Brad Spellberg, MD, an infectious disease physician and antibiotic resistance expert at the University of Southern California's Keck School of Medicine, took issue with the conclusions. "In short, it is not biologically plausible that poor sanitation is a more significant factor than antibiotic consumption in driving antibiotic resistance," Spellberg, who was not involved in the study, told CIDRAP News. "Only antibiotics cause selective pressure that drives and maintains high levels of antibiotic resistance."

While bad sanitation pushes the spread of antibiotic-resistant pathogens, Spellberg noted, it does so "only if there is a lot of antibiotic consumption occurring that causes resistance rates to rise." Nor does it account for high rates of resistance in the United States and other Western countries, which have had high-quality sanitation for decades.

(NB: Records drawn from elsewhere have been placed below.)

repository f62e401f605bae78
//! Ashema: a Discord bot that plays YouTube tracks and a curated "chill"
//! playlist into a voice channel.
//!
//! The bot-scoped state lives in [`Data`], which poise hands to every command
//! invocation and every gateway event.

pub mod commands;
pub mod config;
pub mod events;

use commands::music::utils::music_manager::MusicManager;
use config::Config;

pub type Error = Box<dyn std::error::Error + Send + Sync>;
pub type Context<'a> = poise::Context<'a, Data, Error>;
pub type CommandResult = Result<(), Error>;

/// User data, stored once at framework setup and accessible in all command invocations
pub struct Data {
    pub config: Config,
    pub music: MusicManager,
}

impl Data {
    pub fn new(config: Config, music: MusicManager) -> Self {
        Self { config, music }
    }
}
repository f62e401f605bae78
use poise::serenity_prelude::{self as serenity, ChannelId, FullEvent, GuildId, UserId, VoiceState};
use tracing::{debug, error, info, warn};

use crate::commands::music::utils::auto_pause::{VoiceStateChange, count_listeners};
use crate::{Data, Error};

/// What the gateway cache says about a voice channel at the moment an update is handled.
struct ChannelSnapshot {
    bot_channel: Option<ChannelId>,
    listeners: usize,
    user_is_bot: bool,
}

/// Poise event hook. Errors bubble up to `on_error`, which logs them without
/// stopping event delivery.
pub async fn event_handler(
    ctx: &serenity::Context,
    event: &FullEvent,
    _framework: poise::FrameworkContext<'_, Data, Error>,
    data: &Data,
) -> Result<(), Error> {
    match event {
        FullEvent::Ready { data_about_bot } => {
            info!("Logged in as {}", data_about_bot.user.name);
            info!("Connected to {} guilds", data_about_bot.guilds.len());
        }
        FullEvent::VoiceStateUpdate { old, new } => {
            voice_state_update(ctx, data, old.as_ref(), new).await?;
        }
        _ => {}
    }
    Ok(())
}

async fn voice_state_update(
    ctx: &serenity::Context,
    data: &Data,
    old: Option<&VoiceState>,
    new: &VoiceState,
) -> Result<(), Error> {
    let Some(guild_id) = new.guild_id else {
        return Ok(());
    };
    let bot_id = ctx.cache.current_user().id;

    if new.user_id == bot_id {
        debug!("Bot voice state in guild {} is now {:?}", guild_id, new.channel_id);
        data.music
            .handle_bot_voice_state(guild_id, new.channel_id)
            .await?;
        return Ok(());
    }

    let Some(snapshot) = snapshot(ctx, guild_id, bot_id, new) else {
        return Ok(());
    };
    let Some(change) = VoiceStateChange::from_states(old, new, snapshot.user_is_bot) else {
        return Ok(());
    };

    data.music
        .handle_voice_state_change(bot_id, snapshot.bot_channel, &change, snapshot.listeners)
        .await?;
    Ok(())
}

/// Reads the cache synchronously; the guild reference must not be held across an await.
fn snapshot(
    ctx: &serenity::Context,
    guild_id: GuildId,
    bot_id: UserId,
    new: &VoiceState,
) -> Option<ChannelSnapshot> {
    let guild = ctx.cache.guild(guild_id)?;

    let is_bot = |user_id: UserId, state: Option<&VoiceState>| {
        state
            .and_then(|state| state.member.as_ref())
            .or_else(|| guild.members.get(&user_id))
            .is_some_and(|member| member.user.bot)
    };

    let bot_channel = guild
        .voice_states
        .get(&bot_id)
        .and_then(|state| state.channel_id);

    let listeners = count_listeners(guild.voice_states.values(), bot_channel, |state| {
        is_bot(state.user_id, Some(state))
    });

    Some(ChannelSnapshot {
        bot_channel,
        listeners,
        user_is_bot: is_bot(new.user_id, Some(new)),
    })
}

/// on_error is called when an error occurs in the framework.
pub async fn on_error(error: poise::FrameworkError<'_, Data, Error>) {
    match error {
        poise::FrameworkError::Setup { error, .. } => error!("Failed to start bot: {:?}", error),
        poise::FrameworkError::EventHandler { error, event, .. } => {
            warn!(
                "Error in event handler for {} event: {}",
                event.snake_case_name(),
                error
            );
        }
        poise::FrameworkError::Command { error, ctx, .. } => {
            error!("Error in command `{}`: {:?}", ctx.command().name, error);
        }
        error => {
            if let Err(e) = poise::builtins::on_error(error).await {
                error!("Error while handling error: {}", e)
            }
        }
    }
}
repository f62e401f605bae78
//! This module aggregates all the command modules for the bot.

/// Commands related to music playback.
pub mod music;
//! Integration tests: the command router over mocked collaborators, and the
//! YouTube catalog client against a mock HTTP server.

mod auto_pause;
mod music_manager;
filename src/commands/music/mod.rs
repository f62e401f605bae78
pub mod chill;
pub mod join;
pub mod leave;
pub mod now_playing;
pub mod pause;
pub mod play;
pub mod queue;
pub mod resume;
pub mod skip;
pub mod stop;

pub mod audio_sources;
pub mod utils;

use std::sync::atomic::Ordering;

use tracing::error;

use crate::{CommandResult, Context};
use utils::{
    embedded_messages,
    music_manager::{Invocation, MusicOutcome, MusicResult},
};

/// Send the reply for a music command's result.
///
/// Preconditions the caller can fix are reported inline; collaborator failures
/// are logged and answered with a generic message.
async fn respond(ctx: Context<'_>, result: MusicResult<MusicOutcome>) -> CommandResult {
    let reply = match result {
        Ok(outcome) => embedded_messages::outcome(&outcome, &ctx.author().name),
        Err(err) => {
            if !err.is_user_facing() {
                error!("Command '{}' failed: {}", ctx.command().name, err);
            }
            embedded_messages::error(&err, !has_public_response(ctx))
        }
    };

    ctx.send(reply).await?;
    Ok(())
}

/// Resolve the invocation, reporting `NotInGuild` as a reply rather than a framework error.
async fn invocation(ctx: Context<'_>) -> Result<Option<Invocation>, crate::Error> {
    match Invocation::from_context(&ctx) {
        Ok(invocation) => Ok(Some(invocation)),
        Err(err) => {
            ctx.send(embedded_messages::error(&err, true)).await?;
            Ok(None)
        }
    }
}

/// A deferred interaction already owns a public response, and follow-up edits
/// of it cannot become ephemeral.
fn has_public_response(ctx: Context<'_>) -> bool {
    match ctx {
        poise::Context::Application(ctx) => ctx.has_sent_initial_response.load(Ordering::SeqCst),
        poise::Context::Prefix(_) => false,
    }
}
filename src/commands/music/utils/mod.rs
use std::time::Duration;

// Export music utilities
pub mod auto_pause;
pub mod embedded_messages;
pub mod event_handlers;
pub mod music_manager;
pub mod queue_view;
pub mod session_tracker;

/// Format a duration as `mm:ss`, with minutes running past 59 for long tracks.
pub fn format_duration(duration: Duration) -> String {
    let total_seconds = duration.as_secs();
    format!("{:02}:{:02}", total_seconds / 60, total_seconds % 60)
}

/// Like `format_duration`, for tracks whose length may be unknown (live streams).
pub fn format_track_length(duration: Option<Duration>) -> String {
    duration
        .map(format_duration)
        .unwrap_or_else(|| "--:--".to_string())
}
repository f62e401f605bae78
//! Unit tests for pieces that don't need mocked collaborators.
use std::sync::Arc;

use poise::serenity_prelude::{self as serenity, ChannelId, GuildId, UserId};
use thiserror::Error;
use tracing::{debug, info, warn};

use super::auto_pause::{self, PolicyAction, VoiceStateChange};
use super::queue_view::QueueView;
use super::session_tracker::{ConnectionState, JoinPlan, VoiceSessionTracker};
use crate::Context;
use crate::commands::music::audio_sources::youtube::{
    CatalogError, MAX_PAGE_SIZE, PlaylistPage, VideoCatalog, watch_url,
};
use crate::commands::music::audio_sources::{
    AudioRelay, PlaybackState, QueuedTrack, RelayError, TrackInfo,
};

/// Errors that can occur during music operations
#[derive(Error, Debug)]
pub enum MusicError {
    #[error("This command only works in a server")]
    NotInGuild,

    #[error("Connect to a voice channel first")]
    UserNotInVoiceChannel,

    #[error("I'm already playing in <#{0}>")]
    AlreadyConnectedElsewhere(ChannelId),

    #[error("I'm still joining a voice channel, try again in a moment")]
    JoinInProgress,

    #[error("Use `/join` first")]
    NoSessionPresent,

    #[error("Could not find any video of the search query: {0}")]
    NoSearchResults(String),

    #[error("Tell me what to play")]
    EmptyQuery,

    #[error("Timed out connecting to the voice channel")]
    ConnectionTimeout,

    #[error("The curated playlist is empty")]
    EmptyPlaylist,

    #[error(transparent)]
    Relay(RelayError),

    #[error(transparent)]
    Catalog(#[from] CatalogError),
}

impl MusicError {
    /// Precondition failures are shown to the user as-is; everything else is a
    /// collaborator failure that gets logged and reported generically.
    pub fn is_user_facing(&self) -> bool {
        !matches!(self, MusicError::Relay(_) | MusicError::Catalog(_))
    }

    /// Mistakes only the caller needs to see.
    pub fn is_caller_mistake(&self) -> bool {
        matches!(self, MusicError::UserNotInVoiceChannel | MusicError::EmptyQuery)
    }
}

impl From<RelayError> for MusicError {
    fn from(value: RelayError) -> Self {
        match value {
            RelayError::NoSessionPresent => MusicError::NoSessionPresent,
            RelayError::ConnectionTimeout => MusicError::ConnectionTimeout,
            other => MusicError::Relay(other),
        }
    }
}

/// Result type for music operations
pub type MusicResult<T> = Result<T, MusicError>;

/// Who ran a command, where, and which voice channel they were sitting in at the time.
#[derive(Debug, Clone, Copy, PartialEq, Eq)]
pub struct Invocation {
    pub guild_id: GuildId,
    pub user_id: UserId,
    pub voice_channel: Option<ChannelId>,
}

impl Invocation {
    pub fn from_context(ctx: &Context<'_>) -> MusicResult<Self> {
        let guild_id = ctx.guild_id().ok_or(MusicError::NotInGuild)?;
        let user_id = ctx.author().id;
        let voice_channel =
            MusicManager::get_user_voice_channel(ctx.serenity_context(), guild_id, user_id);

        Ok(Self {
            guild_id,
            user_id,
            voice_channel,
        })
    }
}

/// What a successful command did, for the reply.
#[derive(Debug, Clone, PartialEq, Eq)]
pub enum MusicOutcome {
    Joined(ChannelId),
    AlreadyJoined(ChannelId),
    Left(Option<ChannelId>),
    Queued(TrackInfo),
    Stopped,
    Skipped(QueuedTrack),
    NothingToSkip,
    Paused,
    Resumed,
    Queue(QueueView),
    NowPlaying(QueuedTrack, PlaybackState),
    NothingPlaying,
}

/// Command routing over the audio relay, the video catalog and the voice session tracker.
#[derive(Clone)]
pub struct MusicManager {
    relay: Arc<dyn AudioRelay>,
    catalog: Arc<dyn VideoCatalog>,
    sessions: Arc<VoiceSessionTracker>,
    chill_playlist: String,
}

impl MusicManager {
    pub fn new(
        relay: Arc<dyn AudioRelay>,
        catalog: Arc<dyn VideoCatalog>,
        sessions: Arc<VoiceSessionTracker>,
        chill_playlist: impl Into<String>,
    ) -> Self {
        Self {
            relay,
            catalog,
            sessions,
            chill_playlist: chill_playlist.into(),
        }
    }

    pub fn sessions(&self) -> &VoiceSessionTracker {
        &self.sessions
    }

    /// Get the voice channel ID that the user is currently in
    pub fn get_user_voice_channel(
        ctx: &serenity::Context,
        guild_id: GuildId,
        user_id: UserId,
    ) -> Option<ChannelId> {
        let guild = ctx.cache.guild(guild_id)?;
        guild.voice_states.get(&user_id)?.channel_id
    }

    /// Join the caller's voice channel and open a relay session there.
    pub async fn join(&self, invocation: &Invocation) -> MusicResult<MusicOutcome> {
        let guild_id = invocation.guild_id;
        let channel_id = invocation
            .voice_channel
            .ok_or(MusicError::UserNotInVoiceChannel)?;

        if let JoinPlan::AlreadyConnected(channel_id) =
            self.sessions.begin_connecting(guild_id, channel_id)?
        {
            return Ok(MusicOutcome::AlreadyJoined(channel_id));
        }

        if let Err(err) = self.connect(guild_id, channel_id).await {
            self.sessions.abort_connecting(guild_id);
            return Err(err);
        }

        self.sessions.mark_connected(guild_id, channel_id);
        info!("Joined channel {} in guild {}", channel_id, guild_id);
        Ok(MusicOutcome::Joined(channel_id))
    }

    async fn connect(&self, guild_id: GuildId, channel_id: ChannelId) -> MusicResult<()> {
        let connection = self.relay.join(guild_id, channel_id).await?;

        if let Err(err) = self.relay.create_session(connection).await {
            // Don't strand the bot in a channel it can't play into.
            if let Err(leave_err) = self.relay.leave(guild_id).await {
                warn!(
                    "Failed to leave guild {} after session setup failed: {}",
                    guild_id, leave_err
                );
            }
            return Err(err.into());
        }

        Ok(())
    }

    /// Leave the voice channel, releasing every piece of relay state held for the guild.
    pub async fn leave(&self, guild_id: GuildId) -> MusicResult<MusicOutcome> {
        let ended = self.sessions.end(guild_id);
        self.teardown(guild_id).await?;

        info!("Left voice in guild {}", guild_id);
        Ok(MusicOutcome::Left(ended.and_then(|session| session.channel_id())))
    }

    /// None of these cascade on the relay side, so all four always run.
    async fn teardown(&self, guild_id: GuildId) -> MusicResult<()> {
        let steps = [
            ("destroy session", self.relay.destroy_session(guild_id).await),
            ("leave channel", self.relay.leave(guild_id).await),
            ("remove guild node", self.relay.remove_guild_state(guild_id).await),
            ("remove from loops", self.relay.remove_guild_from_loops(guild_id).await),
        ];

        let mut first_error = None;
        for (step, result) in steps {
            if let Err(err) = result {
                warn!("Teardown step '{}' failed for guild {}: {}", step, guild_id, err);
                first_error.get_or_insert(err);
            }
        }

        match first_error {
            Some(err) => Err(err.into()),
            None => Ok(()),
        }
    }

    /// Join when the guild has no session. A join still in flight is reported
    /// rather than raced, since its relay session may not exist yet.
    async fn ensure_joined(&self, invocation: &Invocation) -> MusicResult<()> {
        match self.sessions.state(invocation.guild_id) {
            None => {
                self.join(invocation).await?;
            }
            Some(ConnectionState::Connecting { .. }) => return Err(MusicError::JoinInProgress),
            Some(ConnectionState::Connected { .. }) => {}
        }
        Ok(())
    }

    /// Search for `query` and queue the best match, joining first if needed.
    pub async fn play(&self, invocation: &Invocation, query: &str) -> MusicResult<MusicOutcome> {
        let query = query.trim();
        if query.is_empty() {
            return Err(MusicError::EmptyQuery);
        }

        self.ensure_joined(invocation).await?;

        let track = self
            .relay
            .search_tracks(query)
            .await?
            .into_iter()
            .next()
            .ok_or_else(|| MusicError::NoSearchResults(query.to_string()))?;

        self.relay
            .play(invocation.guild_id, track.clone(), invocation.user_id, true)
            .await?;

        info!(
            "Queued '{}' in guild {} for {}",
            track.title, invocation.guild_id, invocation.user_id
        );
        Ok(MusicOutcome::Queued(track))
    }

    /// Halt playback and empty the queue.
    pub async fn stop(&self, guild_id: GuildId) -> MusicResult<MusicOutcome> {
        self.relay.stop(guild_id).await?;
        self.relay.clear_queue(guild_id).await?;
        Ok(MusicOutcome::Stopped)
    }

    pub async fn skip(&self, guild_id: GuildId) -> MusicResult<MusicOutcome> {
        let Some(skipped) = self.relay.skip(guild_id).await? else {
            return Ok(MusicOutcome::NothingToSkip);
        };

        // The relay keeps the player running on an empty queue.
        if self.relay.queue_state(guild_id).await?.is_empty() {
            debug!("Queue empty after skip in guild {}, stopping", guild_id);
            self.relay.stop(guild_id).await?;
        }

        Ok(MusicOutcome::Skipped(skipped))
    }

    pub async fn pause(&self, guild_id: GuildId) -> MusicResult<MusicOutcome> {
        self.relay.pause(guild_id).await?;
        Ok(MusicOutcome::Paused)
    }

    pub async fn resume(&self, guild_id: GuildId) -> MusicResult<MusicOutcome> {
        self.relay.resume(guild_id).await?;
        Ok(MusicOutcome::Resumed)
    }

    pub async fn queue(&self, guild_id: GuildId) -> MusicResult<MusicOutcome> {
        let state = self.relay.queue_state(guild_id).await?;

        Ok(QueueView::from_state(&state)
            .map(MusicOutcome::Queue)
            .unwrap_or(MusicOutcome::NothingPlaying))
    }

    pub async fn now_playing(&self, guild_id: GuildId) -> MusicResult<MusicOutcome> {
        let state = self.relay.queue_state(guild_id).await?;

        Ok(match state.now_playing {
            Some(current) => MusicOutcome::NowPlaying(current, state.playback),
            None => MusicOutcome::NothingPlaying,
        })
    }

    /// Queue a random track from the curated playlist.
    pub async fn chill(&self, invocation: &Invocation) -> MusicResult<MusicOutcome> {
        // Catalog paging costs API quota, so fail on the voice precondition first.
        self.ensure_joined(invocation).await?;

        let video_id = self.random_curated_video().await?;
        info!("Picked curated video {} for guild {}", video_id, invocation.guild_id);

        self.play(invocation, &watch_url(&video_id)).await
    }

    async fn random_curated_video(&self) -> MusicResult<String> {
        let first_page = self.playlist_page(None).await?;
        if first_page.total_results == 0 {
            return Err(MusicError::EmptyPlaylist);
        }

        let index = rand::random_range(0..first_page.total_results);
        self.curated_video_at(first_page, index).await
    }

    /// Walk the playlist's pages from `first_page` to the one holding `index`.
    pub async fn curated_video_at(
        &self,
        first_page: PlaylistPage,
        index: usize,
    ) -> MusicResult<String> {
        let mut page = first_page;
        let mut offset = index;

        while offset >= page.items.len() {
            offset -= page.items.len();

            let token = page
                .next_page_token
                .take()
                .ok_or(CatalogError::PlaylistExhausted { index })?;
            page = self.playlist_page(Some(token)).await?;

            if page.items.is_empty() {
                return Err(CatalogError::PlaylistExhausted { index }.into());
            }
        }

        Ok(page.items.swap_remove(offset).video_id)
    }

    async fn playlist_page(&self, page_token: Option<String>) -> MusicResult<PlaylistPage> {
        Ok(self
            .catalog
            .list_playlist_items(&self.chill_playlist, page_token, MAX_PAGE_SIZE)
            .await?)
    }

    /// React to a voice state update for someone other than the bot.
    pub async fn handle_voice_state_change(
        &self,
        bot_id: UserId,
        bot_channel: Option<ChannelId>,
        change: &VoiceStateChange,
        listeners: usize,
    ) -> MusicResult<Option<PolicyAction>> {
        let Some(action) = auto_pause::evaluate(bot_id, bot_channel, change, listeners) else {
            return Ok(None);
        };

        match action {
            PolicyAction::Pause => self.relay.pause(change.guild_id).await?,
            PolicyAction::Resume => self.relay.resume(change.guild_id).await?,
        }

        info!(
            "Auto {:?} in guild {}: sole listener {} toggled deafen",
            action, change.guild_id, change.user_id
        );
        Ok(Some(action))
    }

    /// React to the gateway reporting where the bot itself is.
    pub async fn handle_bot_voice_state(
        &self,
        guild_id: GuildId,
        observed: Option<ChannelId>,
    ) -> MusicResult<()> {
        if let Some(stale) = self.sessions.reconcile(guild_id, observed) {
            warn!(
                "Bot left {:?} in guild {} without a leave command (now in {:?}), tearing down",
                stale.channel_id(),
                guild_id,
                observed
            );
            self.teardown(guild_id).await?;
        }
        Ok(())
    }

    /// React to the relay dropping a guild's voice connection.
    pub async fn handle_session_lost(&self, guild_id: GuildId) -> MusicResult<()> {
        if self.sessions.end(guild_id).is_some() {
            warn!("Relay lost the session for guild {}, tearing down", guild_id);
            self.teardown(guild_id).await?;
        }
        Ok(())
    }
}
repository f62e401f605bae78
//! Startup configuration read from the process environment (after `.env` is loaded).

use std::env;

use poise::serenity_prelude::GuildId;
use thiserror::Error;

/// Playlist used by `/chill` when `CHILL_PLAYLIST_ID` is not set.
pub const DEFAULT_CHILL_PLAYLIST: &str = "PL-F2EKRbzrNS0mQqAW6tt75FTgf4j5gjS";
/// Prefix used by prefix commands when `COMMAND_PREFIX` is not set.
pub const DEFAULT_PREFIX: &str = "!";

#[derive(Error, Debug, PartialEq, Eq)]
pub enum ConfigError {
    #[error("Missing required configuration value {0}")]
    Missing(&'static str),

    #[error("Invalid value for {key}: {reason}")]
    Invalid { key: &'static str, reason: String },
}

#[derive(Clone)]
pub struct Config {
    pub discord_token: String,
    pub guild_id: GuildId,
    pub youtube_api_key: String,
    pub chill_playlist_id: String,
    pub prefix: String,
}

impl std::fmt::Debug for Config {
    // Keep secrets out of the logs.
    fn fmt(&self, f: &mut std::fmt::Formatter<'_>) -> std::fmt::Result {
        f.debug_struct("Config")
            .field("guild_id", &self.guild_id)
            .field("chill_playlist_id", &self.chill_playlist_id)
            .field("prefix", &self.prefix)
            .finish_non_exhaustive()
    }
}

impl Config {
    pub fn from_env() -> Result<Self, ConfigError> {
        Self::from_lookup(|key| env::var(key).ok())
    }

    /// Build the configuration from an arbitrary key lookup.
    pub fn from_lookup<F>(lookup: F) -> Result<Self, ConfigError>
    where
        F: Fn(&str) -> Option<String>,
    {
        let required = |key: &'static str| {
            lookup(key)
                .map(|value| value.trim().to_string())
                .filter(|value| !value.is_empty())
                .ok_or(ConfigError::Missing(key))
        };

        let discord_token = required("DISCORD_TOKEN")?;
        let guild_id = parse_guild_id(&required("GUILD_ID")?)?;
        let youtube_api_key = required("YOUTUBE_API_KEY")?;

        let chill_playlist_id = lookup("CHILL_PLAYLIST_ID")
            .filter(|value| !value.trim().is_empty())
            .unwrap_or_else(|| DEFAULT_CHILL_PLAYLIST.to_string());
        let prefix = lookup("COMMAND_PREFIX")
            .filter(|value| !value.trim().is_empty())
            .unwrap_or_else(|| DEFAULT_PREFIX.to_string());

        Ok(Self {
            discord_token,
            guild_id,
            youtube_api_key,
            chill_playlist_id,
            prefix,
        })
    }
}

fn parse_guild_id(raw: &str) -> Result<GuildId, ConfigError> {
    let id = raw.parse::<u64>().map_err(|e| ConfigError::Invalid {
        key: "GUILD_ID",
        reason: e.to_string(),
    })?;

    if id == 0 {
        return Err(ConfigError::Invalid {
            key: "GUILD_ID",
            reason: "guild ids are never zero".to_string(),
        });
    }

    Ok(GuildId::new(id))
}
//! Track and queue types exchanged with the audio relay.

use std::time::Duration;

use poise::serenity_prelude::{ChannelId, GuildId, UserId};
use songbird::input::AuxMetadata;

/// A playable track as returned by a relay search.
#[derive(Debug, Clone, PartialEq, Eq)]
pub struct TrackInfo {
    /// The title of the track.
    pub title: String,
    /// The URI the relay plays the track from.
    pub uri: String,
    /// The duration of the track, if known (live streams have none).
    pub duration: Option<Duration>,
    /// URL to a thumbnail image for the track, if available.
    pub thumbnail: Option<String>,
}

impl TrackInfo {
    pub fn new(title: impl Into<String>, uri: impl Into<String>) -> Self {
        Self {
            title: title.into(),
            uri: uri.into(),
            duration: None,
            thumbnail: None,
        }
    }

    pub fn with_duration(mut self, duration: Duration) -> Self {
        self.duration = Some(duration);
        self
    }

    /// Converts yt-dlp metadata into a `TrackInfo`.
    ///
    /// Returns `None` when the metadata carries no source URL, since the relay
    /// would have nothing to play.
    pub fn from_aux(metadata: AuxMetadata) -> Option<Self> {
        let uri = metadata.source_url?;

        Some(Self {
            title: metadata
                .title
                .or(metadata.track)
                .unwrap_or_else(|| "Unknown Title".to_string()),
            uri,
            duration: metadata.duration,
            thumbnail: metadata.thumbnail,
        })
    }
}

/// A track sitting in (or playing from) a guild's relay queue, tagged with who asked for it.
#[derive(Debug, Clone, PartialEq, Eq)]
pub struct QueuedTrack {
    pub track: TrackInfo,
    pub requester: UserId,
}

impl QueuedTrack {
    pub fn new(track: TrackInfo, requester: UserId) -> Self {
        Self { track, requester }
    }
}

#[derive(Debug, Clone, Copy, PartialEq, Eq, Default)]
pub enum PlaybackState {
    #[default]
    Idle,
    Playing,
    Paused,
}

/// Snapshot of a guild's relay-side queue.
#[derive(Debug, Clone, PartialEq, Eq, Default)]
pub struct GuildQueueState {
    pub now_playing: Option<QueuedTrack>,
    pub queue: Vec<QueuedTrack>,
    pub playback: PlaybackState,
}

impl GuildQueueState {
    /// Nothing playing and nothing waiting.
    pub fn is_empty(&self) -> bool {
        self.now_playing.is_none() && self.queue.is_empty()
    }
}

/// Voice connection details confirmed by the relay after a join.
#[derive(Debug, Clone, PartialEq, Eq)]
pub struct RelayConnection {
    pub guild_id: GuildId,
    pub channel_id: ChannelId,
    pub endpoint: String,
    pub session_id: String,
}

"It was not until we began widespread use of antibiotics that resistance began to spread, and such spread occurred in countries that had already greatly improved their sanitation," he said.

Collignon and his colleagues don't disagree that antibiotic consumption is clearly a significant factor in the spread of antimicrobial resistance. In addition, they note that their analysis has several limitations, including incomplete data on antibiotic consumption and no data on antibiotic use in food animals.

But they argue that antibiotic usage explains only a portion of observed antimicrobial resistance levels. And they conclude that while global antibiotic stewardship efforts are an important element in the fight to contain drug-resistant pathogens, reducing antibiotic consumption alone will not suffice to control the spread of resistant pathogens.

"We still need to do that, but if we don't focus on other issues to prevent spread or 'contagion' and give them much more emphasis than we do now, we won't make much headway in our antibiotic resistance fight," he said.